For two generator and two hydraulic pump locations there is only one quill and no couplings, so there is no check on engagement. However, this quick assembly shows the overall length of the arrangement, how it fits within the engine cowlings, and taught me a little more about the gearboxes and equipment. The trolley/stand I have built has also proven to be a good storage and work arrangement!

Blind Flying Panels – Early F.30

The intent of this panel is to represent the earliest configuration for the Australian-built single-seat Vampires, so I have matched the original schedule of spares as best I can. The original configuration is shown in the Pilot’s Notes and reproduced below.

The basic panel is one where I developed the dimensions myself a few years ago. I have since compared it with the original panels discussed in the previous posts, where I can, and am satisfied with the results. Areas are outside of the +/- 0.030” that might apply now for production parts and I can’t say that it would be as accurate as any panel made in the 40s or 50s – who knows! But that’s okay!

The panel is essentially a 6A/760 with a modified altimeter cut-out to accommodate the American C-12. I’ve also replicated the infill and adaptor parts to account for the change in size of the ASI, rate-of-climb and T&S.

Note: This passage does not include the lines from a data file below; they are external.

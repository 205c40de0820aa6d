//! Errors produced while turning an inventory into a cluster definition.

use std::path::PathBuf;

use thiserror::Error;

/// A specialized `Result` type for cluster definition operations.
pub type Result<T> = std::result::Result<T, Error>;

#[derive(Debug, Error)]
pub enum Error {
    /// Inventory file can't be opened or read.
    #[error("can't read inventory {}", path.display())]
    ReadInventory {
        path: PathBuf,
        #[source]
        source: std::io::Error,
    },

    #[error("can't parse inventory as JSON")]
    JsonSyntax(#[source] serde_json::Error),

    #[error("can't parse inventory as YAML")]
    YamlSyntax(#[source] serde_yaml::Error),

    /// Required inventory key is absent.
    #[error("inventory is missing required key `{0}`")]
    MissingKey(&'static str),

    /// Inventory key is present but holds a value of an unexpected type.
    #[error("inventory key `{key}` has unexpected shape: {reason}")]
    Shape { key: &'static str, reason: String },

    #[error("inventory lists no availability zones")]
    NoAvailabilityZones,

    /// Multi-AZ deployments need a descriptor node to host the tie-breaker disk.
    #[error("{zones} availability zones but `compute_instance_desc_map` is empty")]
    MissingDescriptorNode { zones: usize },

    /// Every descriptor node is a quorum node, so there can't be more of them than quorum seats.
    #[error("{descriptors} descriptor nodes exceed the quorum target of {quorum_target}")]
    TooManyDescriptorNodes { descriptors: usize, quorum_target: usize },

    /// Storage identifier can't be used by the subnet failure group strategy.
    #[error("storage node `{0}` is not an IPv4 address")]
    NotIpv4(String),

    #[error("unknown failure group strategy `{0}`")]
    UnknownStrategy(String),

    /// Failure group strategy lost, duplicated or invented a storage node.
    #[error("failure group strategy `{strategy}` produced an invalid partition: {reason}")]
    InvalidPartition { strategy: &'static str, reason: String },

    /// Storage node whose disks can't be planned because it belongs to no failure group.
    #[error("storage node `{0}` is in no failure group")]
    UngroupedStorageNode(String),

    #[error("can't serialize cluster definition as JSON")]
    JsonSerialize(#[source] serde_json::Error),

    #[error("can't serialize cluster definition as YAML")]
    YamlSerialize(#[source] serde_yaml::Error),

    #[error("serialized cluster definition is not valid UTF-8")]
    Encoding(#[source] std::string::FromUtf8Error),

    /// Cluster definition can't be written to its destination.
    #[error("can't write cluster definition {}", path.display())]
    WriteDocument {
        path: PathBuf,
        #[source]
        source: std::io::Error,
    },
}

While the adaption method for the T&S was straight forward, that for the ASI and ROC was not. This is because the pitch circle diameter (PCD) for the gauge and original panel are quite close. To attach the adaptor plate to the main panel first with screws and nuts would then mean no room for the mounting flange of the gauge. Indeed, for the ASI, the adaptor plate screws themselves come within a whisker of the gauge flange. This means either the adaptor plate needs to be tapped (and therefore needs sufficient thickness to retain the screws) or a second plate with inner and outer screw hole patterns needs to sit on the rear face of the mounting flange. This then has enough room for the nuts of both inner and outer sets of screws to turn, with the second nut in a pair having to be done up with an open spanner.

The ROC is even more complicated still! With the set screw in the bottom left-hand corner, there is no inner screw and the outer screw would need a tapped hole in the adaptor plate (as suggested above), and the screw cannot have any thread protrusion or it will clash with the mounting flange. This is because the flange extends much further out from the set screw location. Access to an original would be nice!

The exact reasoning behind the original design selection of the American gauges is not clear. I have not found any archival correspondence about it. Certainly, it would have been an economic choice to draw upon readily available wartime surplus stocks of new parts. It is not clear if shortages of items from the UK were anticipated, and even if they were, where a choice could be made between dealing with the problems as they arose during production or a design change to avoid the anticipated shortage. Irrespective of shortages, the redesign of the main electrical junction box with circuit breakers (American) in lieu of the original UK arrangement with fuses is clearly about extending a positive functional feature beyond American service aircraft. Items like the C-12 altimeter and C2 rate-of-climb were good choices as they proved to be enduring patterns.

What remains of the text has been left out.